When it comes to discrepancy between recorded sexual assaults and those which are reported, Valentine said Utah has only a 12% reporting rate, one of the lowest in the country.
“That makes our high rates of rape even more concerning,” Valentine said. “There are some very good anonymous phone surveys with high validity and reliability that gather anonymous data on sexual assaults in Utah.”
Valentine said the best thing people can do is believe victims when they come forward about sexual assault.
“What happens in many rape and sexual assault cases is people question the victim and the victim feels like they’re on trial,” Valentine said. “We need to be very clear that they are not to blame for being a victim of rape.”
Utah State University professor Susan Madsen the Utah Women and Leadership Project, which focuses on empowering Utah women and preventing sexual and domestic violence. “Our mission is to strengthen the impact of Utah girls,” Madsen said.

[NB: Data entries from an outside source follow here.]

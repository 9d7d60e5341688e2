//! Internal constants for diagram rendering.

use std::time::Duration;

/// Default wait for one renderer invocation (60 seconds).
pub const DEFAULT_TIMEOUT: Duration = Duration::from_secs(60);

/// Render width for inline (data URI) diagrams.
pub const DEFAULT_INLINE_WIDTH: u32 = 900;

/// Render width for linked diagram files.
pub const DEFAULT_LINK_WIDTH: u32 = 1100;

/// Pixels added to each side of a linked SVG's `viewBox`.
pub const DEFAULT_PADDING: u32 = 8;

/// Background passed to the renderer.
pub const DEFAULT_BACKGROUND: &str = "transparent";

/// Package run through `npx` when no local renderer is found.
pub const MERMAID_CLI_PACKAGE: &str = "@mermaid-js/mermaid-cli";

/// Mermaid CLI version pinned for the `npx` shim.
pub const DEFAULT_CLI_VERSION: &str = "10.9.1";

/// Chromium flags required on sandboxless CI runners.
pub(crate) const SANDBOX_ARGS: [&str; 2] = ["--no-sandbox", "--disable-setuid-sandbox"];

/// Poll interval while waiting for the renderer to exit.
pub(crate) const POLL_INTERVAL: Duration = Duration::from_millis(10);
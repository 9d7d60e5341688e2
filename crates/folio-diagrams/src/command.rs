//! Renderer program resolution.
//!
//! The renderer is always started with an explicit program and argument
//! vector, never through a shell string, so paths containing spaces behave
//! the same on every platform.

use std::ffi::OsString;
use std::path::{Path, PathBuf};
use std::process::Command;

use crate::consts::{DEFAULT_CLI_VERSION, MERMAID_CLI_PACKAGE};

#[cfg(windows)]
const LOCAL_BIN: &str = "mmdc.cmd";
#[cfg(not(windows))]
const LOCAL_BIN: &str = "mmdc";

/// Where to look for the Mermaid CLI.
#[derive(Debug, Clone, Default)]
pub struct RendererLocator {
    /// Explicit program; skips discovery entirely.
    pub program: Option<String>,
    /// Directory whose `node_modules/.bin` may hold a local `mmdc`.
    pub tools_dir: Option<PathBuf>,
    /// Package version for the `npx` shim (defaults to the pinned version).
    pub cli_version: Option<String>,
}

/// A resolved renderer: program plus any arguments that precede the
/// per-job arguments.
#[derive(Debug, Clone, PartialEq, Eq)]
pub struct RendererCommand {
    program: OsString,
    prefix_args: Vec<OsString>,
}

impl RendererCommand {
    /// Use `program` directly.
    #[must_use]
    pub fn new(program: impl Into<OsString>) -> Self {
        Self {
            program: program.into(),
            prefix_args: Vec::new(),
        }
    }

    /// Add arguments placed before every job's own arguments.
    #[must_use]
    pub fn with_prefix_args<I, S>(mut self, args: I) -> Self
    where
        I: IntoIterator<Item = S>,
        S: Into<OsString>,
    {
        self.prefix_args.extend(args.into_iter().map(Into::into));
        self
    }

    /// Resolve the renderer.
    ///
    /// Order: explicit program, local `node_modules/.bin/mmdc` under the
    /// tools directory, `mmdc` on `PATH`, then
    /// `npx -y @mermaid-js/mermaid-cli@<version>`.
    #[must_use]
    pub fn resolve(locator: &RendererLocator) -> Self {
        if let Some(program) = &locator.program {
            tracing::debug!(program, "Using configured renderer");
            return Self::new(program);
        }

        if let Some(local) = locator.tools_dir.as_deref().and_then(local_binary) {
            tracing::debug!(path = %local.display(), "Using local renderer");
            return Self::new(local);
        }

        if let Ok(path) = which::which("mmdc") {
            tracing::debug!(path = %path.display(), "Using renderer from PATH");
            return Self::new(path);
        }

        let version = locator
            .cli_version
            .as_deref()
            .unwrap_or(DEFAULT_CLI_VERSION);
        tracing::info!(version, "mmdc not found, falling back to npx");
        Self::new("npx").with_prefix_args(["-y".to_owned(), format!("{MERMAID_CLI_PACKAGE}@{version}")])
    }

    /// Program name for messages.
    #[must_use]
    pub fn program(&self) -> String {
        self.program.to_string_lossy().into_owned()
    }

    /// Build a [`Command`] with the prefix arguments applied.
    pub(crate) fn command(&self) -> Command {
        let mut cmd = Command::new(&self.program);
        cmd.args(&self.prefix_args);
        cmd
    }
}

fn local_binary(tools_dir: &Path) -> Option<PathBuf> {
    let candidate = tools_dir.join("node_modules").join(".bin").join(LOCAL_BIN);
    candidate.is_file().then_some(candidate)
}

“I just know that this is the work that needs to happen,” Madsen said. “I am pushing a bit stronger here and there and doing my best to change things, especially with sexual assault.”

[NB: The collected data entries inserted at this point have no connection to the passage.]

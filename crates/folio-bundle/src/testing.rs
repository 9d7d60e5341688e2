//! Test fixtures shared by the exporter and bundle tests.

use std::cell::Cell;
use std::fs;
use std::path::{Path, PathBuf};
use std::rc::Rc;

use folio_diagrams::{DiagramBackend, RenderError, RenderJob};

/// Backend returning a fixed SVG, or failing every job.
#[derive(Clone, Default)]
pub(crate) struct FakeBackend {
    calls: Rc<Cell<usize>>,
    fail: bool,
}

impl FakeBackend {
    pub(crate) fn failing() -> Self {
        Self {
            fail: true,
            ..Self::default()
        }
    }

    pub(crate) fn calls(&self) -> usize {
        self.calls.get()
    }
}

impl DiagramBackend for FakeBackend {
    fn render(&self, _job: &RenderJob) -> Result<String, RenderError> {
        self.calls.set(self.calls.get() + 1);
        if self.fail {
            return Err(RenderError::Failed {
                exit_code: 1,
                stderr: "Parse error on line 1".to_owned(),
            });
        }
        Ok(r#"<svg xmlns="http://www.w3.org/2000/svg" viewBox="0 0 100 50"><g/></svg>"#.to_owned())
    }
}

/// Write `<root>/<slug>/index.md` and return its path.
pub(crate) fn write_post(root: &Path, slug: &str, text: &str) -> PathBuf {
    let dir = root.join(slug);
    fs::create_dir_all(&dir).unwrap();
    let path = dir.join("index.md");
    fs::write(&path, text).unwrap();
    path
}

Madsen said the research is an important part of reducing sexual assault. “It’s time to move,” Madsen said. “It’s just wrong on every level and being silent and not taking this on as one of our most serious problems in the state is not acceptable anymore.”
Madsen said one of the other issues Utah women face is sexist commentary. “We did a huge study, one of my favorites of all time, on sexist comments,” Madsen said. “They’re interesting and shocking. I’m getting a little more ornery about those issues.”

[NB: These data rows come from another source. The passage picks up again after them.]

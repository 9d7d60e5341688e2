//! Configuration management for Folio.
//!
//! Parses `folio.toml` configuration files with serde and provides
//! auto-discovery of config files in parent directories.
//!
//! CLI settings can be applied during load via [`CliSettings`].
//!
//! ## Environment Variable Expansion
//!
//! String configuration values support environment variable expansion:
//!
//! - `${VAR}` - expands to the value of VAR, errors if unset
//! - `${VAR:-default}` - expands to VAR if set, otherwise uses default
//!
//! Expanded fields:
//! - `content.source_dir`
//! - `publish.base_url`
//! - `export.output_dir`
//! - `bundle.output_dir`
//! - `diagrams.program`
//! - `diagrams.tools_dir`

mod expand;

use folio_diagrams::consts::{
    DEFAULT_BACKGROUND, DEFAULT_CLI_VERSION, DEFAULT_INLINE_WIDTH, DEFAULT_LINK_WIDTH,
    DEFAULT_PADDING, DEFAULT_TIMEOUT,
};
use serde::Deserialize;
use std::path::{Path, PathBuf};
use std::time::Duration;

/// CLI settings that override configuration file values.
///
/// All fields are optional. Only non-None values override the loaded config.
#[derive(Debug, Default)]
pub struct CliSettings {
    /// Override content source directory.
    pub source_dir: Option<PathBuf>,
    /// Override the inline export output directory.
    pub export_dir: Option<PathBuf>,
    /// Override the bundle output directory.
    pub bundle_dir: Option<PathBuf>,
    /// Override the published base URL.
    pub base_url: Option<String>,
    /// Override the inline export strict flag.
    pub strict: Option<bool>,
    /// Override the diagram renderer program.
    pub renderer_program: Option<String>,
}

/// Configuration filename to search for.
const CONFIG_FILENAME: &str = "folio.toml";

/// Application configuration.
#[derive(Debug, Deserialize)]
#[serde(default)]
pub struct Config {
    /// Content discovery configuration (paths are relative strings from TOML).
    content: ContentConfigRaw,
    /// Published URL layout for inline exports.
    pub publish: PublishConfig,
    /// Inline export configuration.
    export: ExportConfigRaw,
    /// Bundle configuration.
    bundle: BundleConfigRaw,
    /// Diagram renderer configuration.
    diagrams: DiagramsConfigRaw,

    /// Resolved content configuration (set after loading).
    #[serde(skip)]
    pub content_resolved: ContentConfig,
    /// Resolved inline export configuration (set after loading).
    #[serde(skip)]
    pub export_resolved: ExportConfig,
    /// Resolved bundle configuration (set after loading).
    #[serde(skip)]
    pub bundle_resolved: BundleConfig,
    /// Resolved diagram configuration (set after loading).
    #[serde(skip)]
    pub diagrams_resolved: DiagramsConfig,
    /// Path to the config file (set after loading).
    #[serde(skip)]
    pub config_path: Option<PathBuf>,
}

Executive Director of Utah’s Rape Recovery Center Sonya Martinez-Ortiz said the community can help lower sexual assault in Utah by working to break the stigma surrounding rape and victims. “Believe survivors when they come forward,” Martinez-Ortiz said.
The Rape Recovery Center is the only stand-alone recovery center in Utah that provides direct services to victims. “We provide advocacy, therapy and a 24-hour mobile response team to victims,” Martinez-Ortiz said. “We encourage them to go to the ER immediately and we meet them at the hospital directly with a dispatched sexual assault nurse.”
As for prevention, Martinez-Ortiz said they have a community engagement team the specializes in community outreach and education surrounding sexual assault. “It’s important to talk about more than just sexual assault,” Martinez-Ortiz said. “We need to get comfortable talking about boundaries in relationships, respect and body-autonomy and that can be done in an age-appropriate way with everyone.”